Binding of PrPSc/PrP27-30 to steel surfaces
The amount of PrPSc bound to the surface of steel wires after incubation in scrapie brain homogenate can be assessed by comparing the intensity of PrP immunostaining displayed by eluates from contaminated wires (Fig. 1a, lanes 1 and 4; lanes 2 and 5, representing 4·6 and 0·46 mm2 of wire surface, respectively) with Western blot signals from internal PrP27-30 standards (Fig. 1a, lanes 10–6 and 10–7). This revealed that the amount of PrPSc/PrP27-30 bound per mm2 of wire surface approximately corresponded to that present in approximately 2–3x10–7 g scrapie brain tissue. The sensitivity of our assay allowed the detection of PrP in eluates from batches of 30 wires down to a dilution of 1 : 1000 (Fig. 1a, no detectable signal in lane 3 but weak immunostaining in lane 6; samples represent 0·046 mm2 of wire surface). It should be noted that the amount of surface-bound PrPSc/PrP27-30 was substantially (at least 50-fold) reduced when wires were not air-dried after incubation in scrapie brain homogenate, but were immediately rinsed with water [Fig. 1b, compare lane 1 and lane 5 (1a)].

Efficacy and active principles of test reagents for decontamination of steel surfaces from PrPSc/PrP27-30
The efficacy of the decontamination of steel wires by various test reagents was assessed by comparing the initial load of contamination with the amount of total PrP and PrP27-30 residually attached to the carriers or released into the cleaning solution after processing.

This analytical approach also shed light on the active principles underlying the effects of the different reagents (degradation, detachment or destabilization of PrPSc). (i) If – without PK treatment – PrP could be detected only in a substantially reduced amount, or not at all, on the steel wires and in the cleaning solution, this indicated degradation of the protein; (ii) if – without or after PK treatment – PrP was found in the cleaning solution, the protein was at least in part detached from the wire surface; (iii) if prion protein visible in the Western blot prior to PK treatment was markedly reduced in its amount or completely disappeared upon digestion with PK, this showed that the reagent destabilized the protease-resistant core of PrPSc molecules in that it made this core more susceptible to enzymic degradation.

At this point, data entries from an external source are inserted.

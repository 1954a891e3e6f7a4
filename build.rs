use std::env;

fn main() {
    if cfg!(target_os = "macos") {
        println!("cargo:rustc-link-arg=-Wl,-rpath,/opt/homebrew/opt/postgresql@16/lib");
        println!("cargo:rustc-link-arg=-Wl,-rpath,/opt/homebrew/opt/libiconv/lib");
    }
}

Table 1 summarizes the decontamination efficacy and active principles observed in our in vitro carrier assay for the test reagents examined.

Distilled water.
The mildest processing conditions were simulated by incubating wires in distilled water at different temperatures up to 90 °C. This treatment left massive contamination attached to the carriers. Compared with incubation at 23 and 90 °C for 60 min, or 55 °C for 10 min, exposure of wires to water at 90 °C for 10 min appears to exert a fixing effect (Fig. 2a and b, compare lanes 3, 4 and 6 against lane 5). However, even by simple processing in water, considerable proportions of PrP were detached from the wire surface and released into the aqueous phase (see Fig. 4a and b, lanes 10, 11, 17 and 18), and after 60 min at 90 °C a proportion of the released PrPSc/PrP27-30 appeared to be destabilized and rendered susceptible to PK digestion (Fig. 4a and b, lane 18). Such an effect was not observed with the fraction of PrPSc/PrP27-30 that remained attached to the wire surface under these processing conditions (Fig. 2b, lane 6).

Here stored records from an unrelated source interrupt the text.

use lru::LruCache;
use rand::Rng;
use std::num::NonZeroUsize;
use std::sync::Mutex;
use std::time::{Duration, Instant};

#[derive(Debug, Clone, Copy)]
struct CachedPrice {
    price: f64,
    expires_at: Instant,
}

/// Per-process price cache: bounded, TTL'd, LRU-evicted. TTLs carry a small
/// jitter so a fleet of positions on the same mint doesn't re-quote in
/// lockstep.
pub struct PriceCache {
    entries: Mutex<LruCache<String, CachedPrice>>,
    ttl: Duration,
}

impl PriceCache {
    pub fn new(capacity: usize, ttl: Duration) -> Self {
        Self {
            entries: Mutex::new(LruCache::new(
                NonZeroUsize::new(capacity.max(1)).unwrap(),
            )),
            ttl,
        }
    }

    pub fn get(&self, mint: &str) -> Option<f64> {
        let mut entries = self.entries.lock().unwrap();
        match entries.get(mint) {
            Some(cached) if cached.expires_at > Instant::now() => Some(cached.price),
            Some(_) => {
                entries.pop(mint);
                None
            }
            None => None,
        }
    }

    pub fn put(&self, mint: &str, price: f64) {
        let jitter_ms = rand::thread_rng().gen_range(0..=self.ttl.as_millis().max(1) as u64 / 10);
        let expires_at = Instant::now() + self.ttl + Duration::from_millis(jitter_ms);
        self.entries
            .lock()
            .unwrap()
            .put(mint.to_string(), CachedPrice { price, expires_at });
    }

    /// Drop expired entries. Size-based LRU eviction already bounds the map;
    /// this sweep keeps dead entries from occupying live slots.
    pub fn evict_expired(&self) -> usize {
        let mut entries = self.entries.lock().unwrap();
        let now = Instant::now();
        let expired: Vec<String> = entries
            .iter()
            .filter(|(_, v)| v.expires_at <= now)
            .map(|(k, _)| k.clone())
            .collect();
        for key in &expired {
            entries.pop(key);
        }
        expired.len()
    }

    pub fn len(&self) -> usize {
        self.entries.lock().unwrap().len()
    }

    pub fn is_empty(&self) -> bool {
        self.len() == 0
    }
}

#[cfg(test)]
mod tests {
    use super::*;

    #[test]
    fn hit_within_ttl_miss_after() {
        let cache = PriceCache::new(10, Duration::from_millis(50));
        cache.put("mint-a", 0.001);
        assert_eq!(cache.get("mint-a"), Some(0.001));
        std::thread::sleep(Duration::from_millis(70));
        assert_eq!(cache.get("mint-a"), None);
    }

    #[test]
    fn capacity_is_bounded_by_lru_eviction() {
        let cache = PriceCache::new(2, Duration::from_secs(60));
        cache.put("a", 1.0);
        cache.put("b", 2.0);
        cache.put("c", 3.0);
        assert_eq!(cache.len(), 2);
        assert_eq!(cache.get("a"), None);
        assert_eq!(cache.get("c"), Some(3.0));
    }

    #[test]
    fn evict_expired_clears_dead_entries() {
        let cache = PriceCache::new(10, Duration::from_millis(10));
        cache.put("a", 1.0);
        cache.put("b", 2.0);
        std::thread::sleep(Duration::from_millis(30));
        let evicted = cache.evict_expired();
        assert_eq!(evicted, 2);
        assert!(cache.is_empty());
    }
}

Sodium hydroxide and sodium hypochlorite.
In accordance with a wealth of previous findings on these reagents (Kimberlin et al., 1983; Brown et al., 1986; Taylor et al., 1994; Taylor, 2000; Flechsig et al., 2001; Rutala & Weber, 2001), incubation of wires in 1 M NaOH or 2·5 and 1 % NaOCl (containing at least 20 000 and 8000 p.p.m. available chlorine, respectively) under the conditions specified in Table 1 led to apparently complete degradation of PrPSc/PrP27-30, as revealed by Western blotting (Figs 3a, lane 1; 3b, lanes 1–2; 4a, lanes 1, 4 and 5). [The cross-reactive band visible after PK digestion in several samples (Fig. 3a, lane 2; 3b, lane 3; 4b, lane 5) resulted from the protease; Korth et al., 2000.] NaOH was similarly effective at a concentration of 0·5 M if applied at 55 °C. However, after incubation for 30 min at 23 °C with 0·5 M NaOH, some residual PrP remained detectable in several runs prior to PK digestion (Fig. 3a, lane 3). Following treatment with 0·1 M NaOH, PK-sensitive residual PrP could be found attached to the wire surface as well as released into the cleaning solution (Fig. 3a, lanes 5 and 6; Fig. 4a and b, lane 3). This shows that 0·1 M NaOH exerts a detaching and destabilizing effect on the protein.

Guanidine thiocyanate.
After incubation in 4 M GdnSCN, strong Western blot signals for residual PrP contaminations of wires were observed (Fig. 3c, lanes 1 and 2). In wire eluates, PrP immunostaining could be detected down to a dilution of 1 : 100; these dilution samples represented 0·462 mm2 of wire surface and showed weak but still clearly discernible signals (not shown). Only a small proportion of the protein was detectable in the cleaning solution (Fig. 4a, lane 12). Thus, there was no evidence for substantial degrading or detaching activity exerted by this reagent. However, complete disappearance of PrPSc/PrP27-30 after incubation with PK (Figs 3c, lane 3; 4b, lane 12) indicated that the protease-resistant core of PrPSc was destabilized and rendered susceptible to enzymic degradation by this chaotropic reagent.

Urea.
Following treatment with 4 M urea, substantial amounts of PrP were retained on the wire surface (Fig. 3d, lanes 1 and 2) as well as being released into the cleaning solution (Fig. 4a, lanes 15 and 16). Large proportions of the residual PrPSc/PrP27-30 on the wires and in the cleaning solution were resistant to digestion with PK (Figs 3d, lane 3; 4b, lanes 15 and 16). PrP immunostaining in wire eluates examined after or without PK digestion could be detected down to a dilution of 1 : 100, with very weak signals in the samples representing 0·462 mm2 of wire surface (not shown). These findings demonstrate that 4 M urea, under the conditions used, exerted a detaching but no prominent destabilizing or degrading activity on PrPSc/PrP27-30.

Alkaline cleaner.
The commercially available alkaline cleaner considerably reduced the load of prion protein attached to the wires (Fig. 3e, lanes 1 and 2), apparently at least in part by mediating substantial release of PrP into the cleaning solution (Fig. 4a, lanes 6 and 7). Digestion with PK led to a complete disappearance of visible residual PrPSc/PrP27-30 contamination (Figs 3e, lane 3; 4b, lanes 6 and 7). Taken together, these observations show that the alkaline cleaner exerted a detaching and strong destabilizing effect.

SDS.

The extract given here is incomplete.